JUDAISM
Christianity
| Islam
What does the religion teach about how members of the community
should treat one another?
by Howard Greenstein
Mitzvah
is the word Judaism invokes to describe an act of ethical distinction.
Any act of kindness or support for a deserving cause, for example,
is called a mitzvah. The Talmud teaches that it is even
a mitzvah to keep one’s body clean, to reconcile
those who quarrel, to feed animals before one’s self, to visit
the sick, to bury the dead and to comfort the mourners. Whatever
dignifies or enhances life is a mitzvah.
The performance of mitzvoth (plural) is also the basis
for righteous conduct between one person and all others. Whatever
spark of divinity one person possesses, all people possess. It cannot
be withheld or withdrawn from anyone. It exists equally in people
of all races, colors, creeds and faiths. Economic class or social
status is irrelevant in addressing the divine endowment of every
human person. If there is one God, there can be only one humanity.
The biblical passage that
best contains the meaning of mitzvah is the imperative
of Leviticus 19:18 that “You shall love your neighbor as yourself.”
In
its practical application the performance of mitzvoth forbids
the use of any individual as an instrument in the service of any
other. The Torah teaches (Leviticus 19:14) that “You shall
not curse the deaf nor put a stumbling block before the blind.”
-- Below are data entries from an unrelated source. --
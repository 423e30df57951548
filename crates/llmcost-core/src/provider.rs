//! Provider label inference
//!
//! Catalog ids carry the vendor as a namespace prefix (`openai/gpt-4o`).
//! The prefix is matched case-insensitively against an ordered rule table.
//! Ids with an unknown prefix get the prefix itself, capitalized; ids with
//! no prefix at all are labelled [`OTHER_PROVIDER`].

/// Label for ids that carry no namespace prefix
pub const OTHER_PROVIDER: &str = "Other";

/// A single prefix rule
#[derive(Debug, Clone, Copy, PartialEq, Eq)]
pub struct ProviderRule {
    /// Lowercase namespace prefix, without the trailing `/`
    pub prefix: &'static str,
    /// Human-readable vendor label
    pub label: &'static str,
}

const fn rule(prefix: &'static str, label: &'static str) -> ProviderRule {
    ProviderRule { prefix, label }
}

/// Known vendor prefixes, checked in order
pub const PROVIDER_RULES: &[ProviderRule] = &[
    rule("openai", "OpenAI"),
    rule("anthropic", "Anthropic"),
    rule("google", "Google"),
    rule("meta-llama", "Meta"),
    rule("mistralai", "Mistral"),
    rule("deepseek", "DeepSeek"),
    rule("x-ai", "xAI"),
    rule("cohere", "Cohere"),
    rule("qwen", "Qwen"),
    rule("amazon", "Amazon"),
    rule("microsoft", "Microsoft"),
    rule("nvidia", "NVIDIA"),
    rule("perplexity", "Perplexity"),
    rule("moonshotai", "Moonshot AI"),
    rule("z-ai", "Z.ai"),
    rule("01-ai", "01.AI"),
    rule("ai21", "AI21"),
    rule("inflection", "Inflection"),
    rule("nousresearch", "Nous Research"),
];

/// Infer the provider label for a catalog id
///
/// Total and deterministic: every input maps to a non-empty label.
///
/// # Examples
/// ```
/// use llmcost_core::provider::infer_provider;
///
/// assert_eq!(infer_provider("OpenAI/gpt-4o"), "OpenAI");
/// assert_eq!(infer_provider("liquid/lfm-40b"), "Liquid");
/// assert_eq!(infer_provider("gpt-4o"), "Other");
/// ```
pub fn infer_provider(id: &str) -> String {
    infer_provider_with(PROVIDER_RULES, id)
}

/// Same as [`infer_provider`] with a caller-supplied rule table
pub fn infer_provider_with(rules: &[ProviderRule], id: &str) -> String {
    let Some((prefix, _)) = id.split_once('/') else {
        return OTHER_PROVIDER.to_string();
    };

    let prefix = prefix.trim();
    if let Some(rule) = rules
        .iter()
        .find(|rule| rule.prefix.eq_ignore_ascii_case(prefix))
    {
        return rule.label.to_string();
    }

    capitalize(prefix).unwrap_or_else(|| OTHER_PROVIDER.to_string())
}

fn capitalize(word: &str) -> Option<String> {
    let mut chars = word.chars();
    let first = chars.next()?;
    Some(first.to_uppercase().chain(chars).collect())
}
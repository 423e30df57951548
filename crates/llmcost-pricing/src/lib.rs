//! Pricing catalog access and cost calculation for llmcost
//!
//! This crate fetches the model catalog, keeps a time-boxed local copy of it,
//! resolves currency conversion rates and calculates request costs.

pub mod cache_store;
pub mod catalog;
pub mod cost_calculator;
pub mod currency;
pub mod gateway;

pub use cache_store::{CacheStore, FileCacheStore, MemoryCacheStore};
pub use catalog::{CatalogSource, HttpCatalog};
pub use cost_calculator::CostCalculator;
pub use currency::{Currency, CurrencyConverter, ExchangeRateApi, RateSource};
pub use gateway::{CatalogOrigin, LoadedCatalog, PricingGateway};
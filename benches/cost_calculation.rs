use criterion::{BenchmarkId, Criterion, criterion_group, criterion_main};
use llmcost_core::normalizer::normalize_all;
use llmcost_core::types::{ModelId, ModelRecord, RawCatalogEntry, RawPricing, TokenCounts};
use llmcost_pricing::cost_calculator::CostCalculator;
use llmcost_pricing::currency::{Currency, CurrencyConverter};
use serde_json::json;
use std::hint::black_box;

fn create_test_model() -> ModelRecord {
    ModelRecord {
        id: ModelId::new("anthropic/claude-3"),
        name: "Claude 3".to_string(),
        provider: "Anthropic".to_string(),
        input_price_per_million: 3.0,
        output_price_per_million: 15.0,
        context_window: 200_000,
    }
}

fn create_raw_catalog(size: usize) -> Vec<RawCatalogEntry> {
    (0..size)
        .map(|i| RawCatalogEntry {
            id: format!("provider-{}/model-{}", i % 25, i),
            name: Some(format!("Model {i}")),
            pricing: Some(RawPricing {
                prompt: Some(json!(format!("{:.8}", (i % 50) as f64 * 1e-7))),
                completion: Some(json!(format!("{:.8}", (i % 70) as f64 * 2e-7))),
            }),
            context_length: Some(json!(8192 * (1 + i % 16))),
        })
        .collect()
}

fn benchmark_cost_calculation(c: &mut Criterion) {
    let mut group = c.benchmark_group("cost_calculation");
    let model = create_test_model();

    group.bench_function("calculate_from_pricing", |b| {
        let tokens = TokenCounts::new(20_000, 100_000);
        b.iter(|| CostCalculator::calculate_from_pricing(black_box(&model), black_box(&tokens)));
    });

    group.bench_function("calculate_converted", |b| {
        let tokens = TokenCounts::new(20_000, 100_000);
        let calculator = CostCalculator::with_converter(&CurrencyConverter::fallback(Currency::Eur));
        b.iter(|| calculator.calculate(black_box(&model), black_box(&tokens)));
    });

    group.finish();
}

fn benchmark_catalog(c: &mut Criterion) {
    let mut group = c.benchmark_group("catalog");
    let tokens = TokenCounts::new(20_000, 100_000);

    for size in [100, 400, 1000] {
        let raw = create_raw_catalog(size);
        group.bench_with_input(BenchmarkId::new("normalize_all", size), &raw, |b, raw| {
            b.iter(|| normalize_all(black_box(raw)));
        });

        let models = normalize_all(&raw);
        group.bench_with_input(BenchmarkId::new("calculate_all", size), &models, |b, models| {
            let calculator = CostCalculator::new();
            b.iter(|| calculator.calculate_all(black_box(models), black_box(&tokens)));
        });
    }

    group.finish();
}

criterion_group!(benches, benchmark_cost_calculation, benchmark_catalog);
criterion_main!(benches);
Rabbinic tradition adds that one is not permitted to injure another
in any manner, or to oppress, exploit or humiliate him/her.
Consequently,
one may not deceive a person or even withhold the truth from him/her,
since, as the sages explained, words may cut and kill just as savagely
as any sword of steel. The rabbinic sage Hillel defined that distinction
clearly when he noted, “Do not do unto other what you would
not have them do unto you.”
Righteous
living in terms of mitzvah is more than just a matter of
abstaining from evil. It requires active protest and performance
in defiance of evil. The rabbis taught that:
Whoever
can protest and prevent his household from committing a sin and
does not, is accountable for the sins of his household; if he
could protest and prevent his fellow citizens (and does not),
he is accountable for the sins of his fellow-citizens; if the
whole world, he is accountable for the whole world. (Shabbat
54b).
One
of the axioms of rabbinic ethics is that a society that does not
allow protest is doomed. One source (Seder Eliahu Rabbah 8) contends
that the Egyptians drowned in the Red Sea because they blindly followed
Pharaoh’s unjust decrees, while another (Shabbat 199b) concludes
that Jerusalem fell to the Romans because her people failed to rebuke
each other.
The
performance of ethical mitzvoth, however, does not demand
inordinate courage or uncommon heroics. Righteous conduct is much
more a matter of the constant, continuous practice of good deeds.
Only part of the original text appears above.